Hundreds of thousands of D.C. residents are at risk of losing their Medicaid coverage and nutrition benefits under the massive tax and spending bill Republicans pushed through Congress.
Wayne Turnage, deputy mayor for D.C.’s Health and Human Services, discussed the impact of the cuts in an exclusive interview with News4.
About 300,000 D.C. residents rely on Medicaid and about 140,000 receive financial help through the Supplemental Nutrition Assistance Program (SNAP) and Temporary Assistance for Needy Families, or TANF. Combined, that’s more than 40% of D.C.’s population.
Medicaid work requirements laid out in the Republican-led bill will put 200,000 of D.C.’s Medicaid recipients at risk of losing their health care coverage, according to Turnage.
The legislation requires that Medicaid recipients between 19 and 64 old document 80 hours of work or service each month or risk losing their health care.
“We do not currently have work requirements in the city for Medicaid and so we’re gonna have to execute a fairly complicated program to ensure that people who are meeting the 80 hours can effectively document that and avoid losing coverage. That is the biggest concern that I have. It will bring some cost to implement,” Turnage said.
Changes to the retroactive coverage policy will also impact D.C. Medicaid recipients.
“There’s a loss of retroactive coverage, which I think will be harmful to beneficiaries. Under the current program … we can look back 90 days from your date of application once you’re approved and pay for all of your Medicaid eligible expenses in the 90-day period before you were eligible. That has been reduced to 30 days,” Turnage said.
The policy changes in the so-called “big, beautiful bill” come at a time when D.C. is having to make its own cuts to Medicaid. Mayor Muriel Bowser’s budget, which received preliminary approval from the D.C. Council, will move about 25,000 residents off of Medicaid. Turnage said the District will have a system in place to automatically move those residents to the city’s health exchange program.

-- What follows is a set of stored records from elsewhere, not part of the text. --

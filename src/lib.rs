//! Keeps every taskbar on the appearance that matches what is on screen.
//!
//! The worker thread drives [`scheduler::DebounceScheduler`], which scans
//! windows, runs [`decision::decide`] and pushes the result through the
//! [`dispatcher::Dispatcher`]. OS events mutate the shared
//! [`engine::Engine`] from the event thread.

pub mod appearance;
pub mod bootstrap;
pub mod data_loaders;
pub mod decision;
pub mod dispatcher;
pub mod engine;
pub mod error;
pub mod logging;
pub mod paths;
pub mod registry;
pub mod scanner;
pub mod scheduler;
pub mod shell;
pub mod utility;

#[cfg(windows)]
pub mod win32;

#[cfg(test)]
mod testing;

Turnage said the federal bill will impact D.C. families who rely on food stamps and TANF benefits.
“The more likely loss of benefits will probably occur on the TANF side of SNAP. That’s where you get actual cash assistance,” Turnage said.
The legislation Congress passed requires states to pay for a portion of SNAP benefit costs, ranging from 5% to 15%, if their payment error rate is at or more than 6%, CNBC reports. Error rates measure the accuracy of states’ eligibility and benefit payments. In fiscal year 2024, states had a 10.9% average payment error rate, with many states over 6%, according to the Department of Agriculture.
D.C.’s error rate is currently between 6% to 7%. Turnage said the District might have to pay tens of millions of dollars if it doesn’t reduce the rate by the bill’s 2028 deadline.
While Turnage is concerned about the changes ahead, he said the city dodged a major bullet when Congress decided not to reduce the federal reimbursement rate to D.C. Medicaid, meaning the amount of funds the federal government contributes to the state-run program.
“That would have been a reduction of over 2.1 billion dollars from the Medicaid program, which would have been almost impossible to, to overcome,” he said.